• _Problem requirements_
Scan the records below for the line containing "it was fetched." and the line containing "pub struct Aggregator". Copy both, plus every line between, exactly.

• _Exercise input_

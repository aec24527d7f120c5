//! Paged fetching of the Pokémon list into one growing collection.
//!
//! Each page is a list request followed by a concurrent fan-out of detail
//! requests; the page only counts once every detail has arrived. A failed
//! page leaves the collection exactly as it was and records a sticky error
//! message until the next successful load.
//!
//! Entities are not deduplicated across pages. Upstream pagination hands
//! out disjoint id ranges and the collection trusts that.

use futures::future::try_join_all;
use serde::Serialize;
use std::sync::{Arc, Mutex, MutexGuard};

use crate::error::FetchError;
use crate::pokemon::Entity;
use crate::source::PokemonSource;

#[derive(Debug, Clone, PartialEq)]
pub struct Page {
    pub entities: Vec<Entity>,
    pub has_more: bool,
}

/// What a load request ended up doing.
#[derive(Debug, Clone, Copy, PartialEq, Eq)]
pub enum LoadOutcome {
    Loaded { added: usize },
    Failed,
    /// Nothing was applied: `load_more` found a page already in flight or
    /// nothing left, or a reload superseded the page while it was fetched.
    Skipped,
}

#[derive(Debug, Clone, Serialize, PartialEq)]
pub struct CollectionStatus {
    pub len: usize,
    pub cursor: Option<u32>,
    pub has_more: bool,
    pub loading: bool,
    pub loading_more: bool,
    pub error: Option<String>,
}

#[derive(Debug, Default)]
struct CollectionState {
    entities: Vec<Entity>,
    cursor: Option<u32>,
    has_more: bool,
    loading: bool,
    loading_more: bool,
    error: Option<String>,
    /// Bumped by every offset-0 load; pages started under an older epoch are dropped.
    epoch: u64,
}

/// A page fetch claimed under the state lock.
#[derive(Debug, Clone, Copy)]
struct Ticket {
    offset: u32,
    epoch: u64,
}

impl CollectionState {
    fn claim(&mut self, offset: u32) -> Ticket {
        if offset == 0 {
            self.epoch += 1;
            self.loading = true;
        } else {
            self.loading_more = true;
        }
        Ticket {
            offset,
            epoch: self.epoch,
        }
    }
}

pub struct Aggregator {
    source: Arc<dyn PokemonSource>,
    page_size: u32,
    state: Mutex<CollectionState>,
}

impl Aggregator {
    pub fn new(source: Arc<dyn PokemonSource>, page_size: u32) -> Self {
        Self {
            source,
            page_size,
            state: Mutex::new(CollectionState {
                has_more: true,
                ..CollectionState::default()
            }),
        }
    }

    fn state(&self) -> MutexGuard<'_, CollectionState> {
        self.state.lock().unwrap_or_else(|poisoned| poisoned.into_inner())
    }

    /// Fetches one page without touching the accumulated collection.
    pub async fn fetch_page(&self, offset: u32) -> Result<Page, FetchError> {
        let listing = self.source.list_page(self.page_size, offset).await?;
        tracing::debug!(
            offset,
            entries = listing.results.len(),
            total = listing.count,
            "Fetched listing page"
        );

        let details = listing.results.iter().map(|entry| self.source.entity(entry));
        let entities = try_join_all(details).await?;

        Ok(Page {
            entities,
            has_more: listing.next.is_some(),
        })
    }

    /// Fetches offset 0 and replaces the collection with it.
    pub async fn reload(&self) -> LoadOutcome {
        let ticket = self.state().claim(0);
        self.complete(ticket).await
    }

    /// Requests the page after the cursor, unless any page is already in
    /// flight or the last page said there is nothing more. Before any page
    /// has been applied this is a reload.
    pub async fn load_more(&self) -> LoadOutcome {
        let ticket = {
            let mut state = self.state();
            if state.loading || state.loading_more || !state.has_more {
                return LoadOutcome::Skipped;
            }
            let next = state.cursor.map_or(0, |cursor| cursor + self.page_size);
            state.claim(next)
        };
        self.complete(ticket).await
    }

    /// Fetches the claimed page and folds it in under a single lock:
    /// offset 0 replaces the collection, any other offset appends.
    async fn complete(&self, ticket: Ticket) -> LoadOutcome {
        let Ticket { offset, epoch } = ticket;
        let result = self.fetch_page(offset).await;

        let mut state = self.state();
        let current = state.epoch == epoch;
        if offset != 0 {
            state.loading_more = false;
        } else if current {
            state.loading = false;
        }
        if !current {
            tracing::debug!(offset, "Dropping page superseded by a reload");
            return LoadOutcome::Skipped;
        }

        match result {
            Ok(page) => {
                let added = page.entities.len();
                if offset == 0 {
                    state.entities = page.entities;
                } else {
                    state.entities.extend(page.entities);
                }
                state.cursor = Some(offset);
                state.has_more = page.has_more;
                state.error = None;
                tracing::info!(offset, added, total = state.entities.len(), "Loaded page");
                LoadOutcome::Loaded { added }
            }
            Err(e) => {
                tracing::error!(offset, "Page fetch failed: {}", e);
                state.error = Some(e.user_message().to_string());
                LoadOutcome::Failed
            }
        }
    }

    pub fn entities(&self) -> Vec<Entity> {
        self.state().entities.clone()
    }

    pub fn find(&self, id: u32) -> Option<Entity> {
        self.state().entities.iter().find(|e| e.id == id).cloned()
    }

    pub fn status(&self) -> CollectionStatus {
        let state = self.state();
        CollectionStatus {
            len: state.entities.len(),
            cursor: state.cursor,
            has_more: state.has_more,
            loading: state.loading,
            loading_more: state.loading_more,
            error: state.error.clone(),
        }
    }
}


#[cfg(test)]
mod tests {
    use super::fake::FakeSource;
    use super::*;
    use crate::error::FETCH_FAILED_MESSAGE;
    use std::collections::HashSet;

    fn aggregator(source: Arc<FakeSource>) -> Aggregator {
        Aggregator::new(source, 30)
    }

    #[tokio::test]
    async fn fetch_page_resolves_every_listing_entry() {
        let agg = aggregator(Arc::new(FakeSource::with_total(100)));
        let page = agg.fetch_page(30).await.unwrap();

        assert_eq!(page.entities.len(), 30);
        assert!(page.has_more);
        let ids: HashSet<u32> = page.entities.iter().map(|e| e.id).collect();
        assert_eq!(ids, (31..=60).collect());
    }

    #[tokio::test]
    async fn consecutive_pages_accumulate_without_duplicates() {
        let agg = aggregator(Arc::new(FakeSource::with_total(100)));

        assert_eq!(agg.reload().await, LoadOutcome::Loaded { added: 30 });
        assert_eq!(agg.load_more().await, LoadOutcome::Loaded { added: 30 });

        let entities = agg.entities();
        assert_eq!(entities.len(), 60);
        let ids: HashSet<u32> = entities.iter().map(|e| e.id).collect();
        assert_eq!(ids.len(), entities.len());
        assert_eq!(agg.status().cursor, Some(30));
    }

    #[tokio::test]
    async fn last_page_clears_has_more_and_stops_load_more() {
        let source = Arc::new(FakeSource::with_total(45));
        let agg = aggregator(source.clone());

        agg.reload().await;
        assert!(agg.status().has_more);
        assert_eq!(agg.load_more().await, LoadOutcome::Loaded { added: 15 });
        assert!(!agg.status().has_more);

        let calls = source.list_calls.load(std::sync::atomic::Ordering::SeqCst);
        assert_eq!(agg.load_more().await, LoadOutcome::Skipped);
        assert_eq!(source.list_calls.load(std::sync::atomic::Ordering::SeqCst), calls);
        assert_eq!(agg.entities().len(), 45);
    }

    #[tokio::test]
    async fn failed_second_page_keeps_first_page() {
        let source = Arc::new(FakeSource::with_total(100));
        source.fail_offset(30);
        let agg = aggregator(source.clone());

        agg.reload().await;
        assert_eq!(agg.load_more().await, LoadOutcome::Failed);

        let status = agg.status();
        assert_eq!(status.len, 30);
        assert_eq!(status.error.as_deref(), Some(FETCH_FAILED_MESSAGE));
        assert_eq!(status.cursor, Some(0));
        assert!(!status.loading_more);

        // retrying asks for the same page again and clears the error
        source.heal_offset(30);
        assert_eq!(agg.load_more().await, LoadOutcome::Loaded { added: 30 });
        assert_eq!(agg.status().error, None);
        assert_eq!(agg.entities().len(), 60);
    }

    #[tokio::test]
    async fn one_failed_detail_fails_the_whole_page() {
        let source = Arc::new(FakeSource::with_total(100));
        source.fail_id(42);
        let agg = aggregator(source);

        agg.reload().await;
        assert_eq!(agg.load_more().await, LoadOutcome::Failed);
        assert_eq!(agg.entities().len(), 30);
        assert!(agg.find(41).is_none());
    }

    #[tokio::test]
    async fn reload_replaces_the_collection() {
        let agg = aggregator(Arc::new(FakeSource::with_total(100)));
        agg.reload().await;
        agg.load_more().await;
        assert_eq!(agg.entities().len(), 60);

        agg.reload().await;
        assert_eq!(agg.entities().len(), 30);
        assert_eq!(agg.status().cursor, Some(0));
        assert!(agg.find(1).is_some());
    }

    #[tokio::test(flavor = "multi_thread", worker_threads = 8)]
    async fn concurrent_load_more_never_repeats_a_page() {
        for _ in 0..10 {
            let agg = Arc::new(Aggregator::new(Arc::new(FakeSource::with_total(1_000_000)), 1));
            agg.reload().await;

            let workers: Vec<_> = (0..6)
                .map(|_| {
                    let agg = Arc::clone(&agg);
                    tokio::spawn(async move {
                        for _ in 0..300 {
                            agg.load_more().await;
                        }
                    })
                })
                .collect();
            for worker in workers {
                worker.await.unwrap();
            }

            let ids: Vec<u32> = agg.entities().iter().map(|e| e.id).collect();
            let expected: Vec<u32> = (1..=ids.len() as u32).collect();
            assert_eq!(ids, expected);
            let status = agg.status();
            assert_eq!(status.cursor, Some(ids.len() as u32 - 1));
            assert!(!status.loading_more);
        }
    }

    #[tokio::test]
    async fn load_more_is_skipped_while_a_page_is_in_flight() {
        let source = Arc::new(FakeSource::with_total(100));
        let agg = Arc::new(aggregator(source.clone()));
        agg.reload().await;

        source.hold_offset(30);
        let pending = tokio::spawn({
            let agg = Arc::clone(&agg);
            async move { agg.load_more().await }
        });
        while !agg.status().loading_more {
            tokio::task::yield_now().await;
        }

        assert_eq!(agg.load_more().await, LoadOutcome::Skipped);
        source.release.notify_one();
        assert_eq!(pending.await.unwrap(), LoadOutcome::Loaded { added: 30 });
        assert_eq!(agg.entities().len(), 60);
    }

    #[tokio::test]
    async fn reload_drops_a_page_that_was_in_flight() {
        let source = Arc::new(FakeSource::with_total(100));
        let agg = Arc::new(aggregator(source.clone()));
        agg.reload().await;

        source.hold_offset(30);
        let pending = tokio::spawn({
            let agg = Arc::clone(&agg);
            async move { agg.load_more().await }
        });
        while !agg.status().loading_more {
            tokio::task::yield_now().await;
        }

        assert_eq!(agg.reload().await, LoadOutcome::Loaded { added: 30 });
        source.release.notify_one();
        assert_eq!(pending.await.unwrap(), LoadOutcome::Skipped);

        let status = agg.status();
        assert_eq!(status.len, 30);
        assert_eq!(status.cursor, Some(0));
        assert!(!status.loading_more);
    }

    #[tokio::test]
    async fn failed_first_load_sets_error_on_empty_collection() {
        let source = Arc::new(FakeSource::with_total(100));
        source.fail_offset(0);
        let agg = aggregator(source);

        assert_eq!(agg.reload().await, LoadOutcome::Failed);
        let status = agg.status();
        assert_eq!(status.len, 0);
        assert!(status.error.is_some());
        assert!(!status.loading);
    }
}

• _Output of the exercise_
    /// nothing left, or a reload superseded the page while it was fetched.
    Skipped,
}

#[derive(Debug, Clone, Serialize, PartialEq)]
pub struct CollectionStatus {
    pub len: usize,
    pub cursor: Option<u32>,
    pub has_more: bool,
    pub loading: bool,
    pub loading_more: bool,
    pub error: Option<String>,
}

#[derive(Debug, Default)]
struct CollectionState {
    entities: Vec<Entity>,
    cursor: Option<u32>,
    has_more: bool,
    loading: bool,
    loading_more: bool,
    error: Option<String>,
    /// Bumped by every offset-0 load; pages started under an older epoch are dropped.
    epoch: u64,
}

/// A page fetch claimed under the state lock.
#[derive(Debug, Clone, Copy)]
struct Ticket {
    offset: u32,
    epoch: u64,
}

impl CollectionState {
    fn claim(&mut self, offset: u32) -> Ticket {
        if offset == 0 {
            self.epoch += 1;
            self.loading = true;
        } else {
            self.loading_more = true;
        }
        Ticket {
            offset,
            epoch: self.epoch,
        }
    }
}

pub struct Aggregator {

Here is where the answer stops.